Angela Gheorghiu talks to Jon Tolansky
Angela Gheorghiu was previously profiled in the March 1999 issue of opera, and at that time her now legendary appearance as Violetta at the Royal Opera House was still a relatively recent wonder—having happened only four and a quarter years earlier. Just around the corner was her dazzling recording of Massenet’s Manon, in which she would be acclaimed for her remarkable fidelity to the composer’s copious instructions for sudden changes of tempo, phrasing and vocal character to convey Manon’s extreme emotional instability, as well as her enchanting, capricious allure. And following hard on the heels of that, in 2000 she displayed her mastery of a completely different vocal style and dramatic personality when she took the title role of Tosca in a film directed by Benoît Jacquot (available on an Opus Arte DVD). It has been particularly striking to see how vividly she has brought the persona of Tosca to life in her creative collaborations with directors who have made markedly differing productions of this opera, as shown by comparisons between the Jacquot film and the Jonathan Kent staging first seen at Covent Garden in June 2006. Five years on (and following a revival in 2009) Gheorghiu once more sings Tosca in the Kent production at Covent Garden this month, and she has some probing observations on her role.

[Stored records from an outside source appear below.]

use std::sync::OnceLock;

use regex::Regex;

/// Tags the sanitizer lets through. Everything else is stripped together
/// with its content.
const ALLOWED_TAGS: &[&str] = &[
    "h1", "h2", "h3", "p", "ul", "li", "strong", "em", "a", "br", "span", "pre", "code", "div",
    "button", "table", "thead", "tbody", "tr", "th", "td", "svg", "rect", "path", "polyline",
];

/// Void elements never carry content, so a disallowed one drops only itself.
const VOID_TAGS: &[&str] = &[
    "area", "base", "br", "col", "embed", "hr", "img", "input", "link", "meta", "param", "source",
    "track", "wbr",
];

/// Attribute allowlist (matched case-insensitively, emitted as written).
/// `data-*` attributes are additionally allowed; `on*` handlers never are.
const ALLOWED_ATTRIBUTES: &[&str] = &[
    "href",
    "title",
    "class",
    "style",
    "xmlns",
    "width",
    "height",
    "viewBox",
    "fill",
    "stroke",
    "stroke-width",
    "stroke-linecap",
    "stroke-linejoin",
    "x",
    "y",
    "rx",
    "ry",
    "d",
    "points",
];

/// Attributes whose values are URLs and must pass the scheme allowlist.
const URL_ATTRIBUTES: &[&str] = &["href", "src"];

/// URL schemes allowed in links and url-valued attributes. Scheme-less
/// (relative) URLs pass; everything else is rejected.
const ALLOWED_SCHEMES: &[&str] = &["http", "https", "mailto"];

/// Escape `&`, `<` and `>` for text content. Quotes pass through, matching
/// the host renderer this engine replaces.
pub fn escape_html(text: &str) -> String {
    let mut out = String::with_capacity(text.len());
    for c in text.chars() {
        match c {
            '&' => out.push_str("&amp;"),
            '<' => out.push_str("&lt;"),
            '>' => out.push_str("&gt;"),
            other => out.push(other),
        }
    }
    out
}

/// Escape for attribute positions the converter builds itself: text escaping
/// plus double quotes.
pub(crate) fn escape_attr(text: &str) -> String {
    let mut out = String::with_capacity(text.len());
    for c in text.chars() {
        match c {
            '&' => out.push_str("&amp;"),
            '<' => out.push_str("&lt;"),
            '>' => out.push_str("&gt;"),
            '"' => out.push_str("&quot;"),
            other => out.push(other),
        }
    }
    out
}

/// Check a URL against the scheme allowlist.
///
/// Control and whitespace characters are stripped first (they are a classic
/// scheme-obfuscation vector), and colon-encoding entities are decoded before
/// the scheme is read.
pub(crate) fn is_allowed_url(url: &str) -> bool {
    let cleaned: String = url
        .chars()
        .filter(|c| !c.is_ascii_control() && !c.is_whitespace())
        .collect();
    let lowered = cleaned.to_ascii_lowercase();
    let decoded = lowered
        .replace("&colon;", ":")
        .replace("&#58;", ":")
        .replace("&#x3a;", ":");
    match decoded.find(':') {
        None => true,
        Some(pos) => {
            let scheme = &decoded[..pos];
            // a colon after a path/query/fragment delimiter is not a scheme
            if scheme.contains('/') || scheme.contains('?') || scheme.contains('#') {
                return true;
            }
            ALLOWED_SCHEMES.contains(&scheme)
        }
    }
}

fn is_allowed_tag(name: &str) -> bool {
    ALLOWED_TAGS.iter().any(|t| t.eq_ignore_ascii_case(name))
}

fn is_void_tag(name: &str) -> bool {
    VOID_TAGS.iter().any(|t| t.eq_ignore_ascii_case(name))
}

fn is_data_attribute(lower_name: &str) -> bool {
    static DATA_ATTR_REGEX: OnceLock<Regex> = OnceLock::new();
    let re = DATA_ATTR_REGEX.get_or_init(|| Regex::new(r"^data-[a-z][a-z0-9-]*$").unwrap());
    re.is_match(lower_name)
}

/// Allowlist-based HTML sanitizer: the final gate before output.
///
/// Disallowed elements are removed together with their content; `on*`
/// handlers and url-valued attributes with disallowed schemes are dropped.
/// Output is normalized (lowercase tag names, double-quoted attributes) so
/// sanitizing already-sanitized output is a no-op.
pub fn sanitize_html(html: &str) -> String {
    let lower = html.to_ascii_lowercase();
    let mut out = String::with_capacity(html.len());
    let mut i = 0;

    while i < html.len() {
        let Some(rel) = html[i..].find('<') else {
            out.push_str(&html[i..]);
            break;
        };
        out.push_str(&html[i..i + rel]);
        i += rel;

        let after = &html[i + 1..];
        if after.starts_with("!--") {
            i = match html[i + 4..].find("-->") {
                Some(end) => i + 4 + end + 3,
                None => html.len(),
            };
            continue;
        }
        if after.starts_with('!') || after.starts_with('?') {
            i = match after.find('>') {
                Some(end) => i + 1 + end + 1,
                None => html.len(),
            };
            continue;
        }
        if let Some(close_rest) = after.strip_prefix('/') {
            match read_tag_name(close_rest) {
                Some(name) => {
                    let consumed = match close_rest.find('>') {
                        Some(g) => g + 1,
                        None => close_rest.len(),
                    };
                    if is_allowed_tag(name) {
                        out.push_str("</");
                        out.push_str(&name.to_ascii_lowercase());
                        out.push('>');
                    }
                    i += 2 + consumed;
                }
                None => {
                    out.push_str("&lt;");
                    i += 1;
                }
            }
            continue;
        }

        let Some(name) = read_tag_name(after) else {
            out.push_str("&lt;");
            i += 1;
            continue;
        };
        let Some(tag_end) = find_tag_end(after, name.len()) else {
            // tag never closes; nothing after it can be trusted
            break;
        };
        let attr_src = &after[name.len()..tag_end];
        let self_closing = attr_src.trim_end().ends_with('/');
        let past_tag = i + 1 + tag_end + 1;

        if is_allowed_tag(name) {
            emit_tag(&mut out, name, attr_src, self_closing);
            i = past_tag;
        } else if self_closing || is_void_tag(name) {
            i = past_tag;
        } else {
            i = skip_disallowed(&lower, &name.to_ascii_lowercase(), past_tag);
        }
    }
    out
}

/// Leading tag name of `s`, or `None` if `s` does not start one.
fn read_tag_name(s: &str) -> Option<&str> {
    let mut end = 0;
    for (idx, c) in s.char_indices() {
        if idx == 0 {
            if !c.is_ascii_alphabetic() {
                return None;
            }
            end = 1;
        } else if c.is_ascii_alphanumeric() || c == '-' {
            end = idx + c.len_utf8();
        } else {
            break;
        }
    }
    if end == 0 {
        None
    } else {
        Some(&s[..end])
    }
}

/// Offset of the tag-closing `>` in `s`, starting after the tag name and
/// skipping quoted attribute values.
fn find_tag_end(s: &str, from: usize) -> Option<usize> {
    let mut quote: Option<char> = None;
    for (off, c) in s[from..].char_indices() {
        match quote {
            Some(q) => {
                if c == q {
                    quote = None;
                }
            }
            None => match c {
                '"' | '\'' => quote = Some(c),
                '>' => return Some(from + off),
                _ => {}
            },
        }
    }
    None
}

/// Skip the content of a disallowed element, nesting-aware. `pos` is the
/// offset just past the opening tag's `>`; returns the offset just past the
/// matching close tag (or the end of input if it never closes).
fn skip_disallowed(lower: &str, name: &str, mut pos: usize) -> usize {
    let open_pat = format!("<{name}");
    let close_pat = format!("</{name}");
    let mut depth = 1usize;
    while pos < lower.len() {
        let Some(rel) = lower[pos..].find('<') else {
            return lower.len();
        };
        let at = pos + rel;
        let rest = &lower[at..];
        if rest.starts_with(&close_pat) && name_boundary(rest, close_pat.len()) {
            match rest.find('>') {
                Some(g) => pos = at + g + 1,
                None => return lower.len(),
            }
            depth -= 1;
            if depth == 0 {
                return pos;
            }
        } else if rest.starts_with(&open_pat) && name_boundary(rest, open_pat.len()) {
            match rest.find('>') {
                Some(g) => {
                    if !rest[..g + 1].ends_with("/>") {
                        depth += 1;
                    }
                    pos = at + g + 1;
                }
                None => return lower.len(),
            }
        } else {
            pos = at + 1;
        }
    }
    lower.len()
}

fn name_boundary(s: &str, idx: usize) -> bool {
    s[idx..]
        .chars()
        .next()
        .map_or(true, |c| c.is_whitespace() || c == '>' || c == '/')
}

fn emit_tag(out: &mut String, name: &str, attr_src: &str, self_closing: bool) {
    out.push('<');
    out.push_str(&name.to_ascii_lowercase());
    let src = attr_src.trim_end().trim_end_matches('/');
    for (attr_name, attr_value) in parse_attrs(src) {
        if !keep_attr(&attr_name, attr_value.as_deref()) {
            continue;
        }
        out.push(' ');
        out.push_str(&attr_name);
        if let Some(value) = attr_value {
            out.push_str("=\"");
            out.push_str(&value.replace('"', "&quot;"));
            out.push('"');
        }
    }
    if self_closing {
        out.push_str("/>");
    } else {
        out.push('>');
    }
}

fn parse_attrs(src: &str) -> Vec<(String, Option<String>)> {
    let chars: Vec<char> = src.chars().collect();
    let mut attrs = Vec::new();
    let mut i = 0;
    while i < chars.len() {
        while i < chars.len() && (chars[i].is_whitespace() || chars[i] == '/') {
            i += 1;
        }
        if i >= chars.len() {
            break;
        }
        let name_start = i;
        while i < chars.len() && !chars[i].is_whitespace() && chars[i] != '=' && chars[i] != '/' {
            i += 1;
        }
        let name: String = chars[name_start..i].iter().collect();
        if name.is_empty() {
            i += 1;
            continue;
        }
        while i < chars.len() && chars[i].is_whitespace() {
            i += 1;
        }
        let mut value = None;
        if i < chars.len() && chars[i] == '=' {
            i += 1;
            while i < chars.len() && chars[i].is_whitespace() {
                i += 1;
            }
            if i < chars.len() && (chars[i] == '"' || chars[i] == '\'') {
                let q = chars[i];
                i += 1;
                let value_start = i;
                while i < chars.len() && chars[i] != q {
                    i += 1;
                }
                value = Some(chars[value_start..i].iter().collect());
                if i < chars.len() {
                    i += 1;
                }
            } else {
                let value_start = i;
                while i < chars.len() && !chars[i].is_whitespace() {
                    i += 1;
                }
                value = Some(chars[value_start..i].iter().collect());
            }
        }
        attrs.push((name, value));
    }
    attrs
}

fn keep_attr(name: &str, value: Option<&str>) -> bool {
    let lower = name.to_ascii_lowercase();
    if lower.starts_with("on") {
        return false;
    }
    let allowed = ALLOWED_ATTRIBUTES
        .iter()
        .any(|a| a.eq_ignore_ascii_case(name))
        || is_data_attribute(&lower);
    if !allowed {
        return false;
    }
    if URL_ATTRIBUTES.contains(&lower.as_str()) {
        return value.is_some_and(is_allowed_url);
    }
    if lower == "style" {
        if let Some(v) = value {
            let lv = v.to_ascii_lowercase();
            if lv.contains("javascript:") || lv.contains("expression(") {
                return false;
            }
        }
    }
    true
}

‘Puccini, like Verdi, was a genius in the subtle way he could make a voice change its characteristics as the course of events in the drama affects the personality of the role. In Tosca, the textures and colours of the vocal and orchestral writing when Tosca sings in the first-act duet with Cavaradossi convey such a girlish quality in her. There is a freshness and sweetness in the lines, they are almost innocent-sounding, even though of course she knows how to entrance her man, and she knows what it is to feel jealous. There is a youthful delicacy in her in this duet, and Puccini gives the soprano a great challenge to convey this and then follow it with such a dramatic difference later when she becomes distressed and we see how strong she is as she fights so hard to protect Cavaradossi.
‘By the second act she is like a different soprano. And now when she has to face Scarpia in this act, I feel particularly familiar with what she is experiencing, because I have been in her situation in a way. Like her, I am an opera singer, and even though she was living in Rome in 1800, some of her moments with Scarpia remind me of how it was with the Securitate secret police in Romania when I lived there in the days of the Ceauºescu regime. You were forced to say something that they wanted, either to save your own life or someone else’s life. They were extremely intimidating. And so for me it is absolutely natural that when Tosca has been made almost desperate by all Scarpia’s threats, she sings “Vissi d’arte”.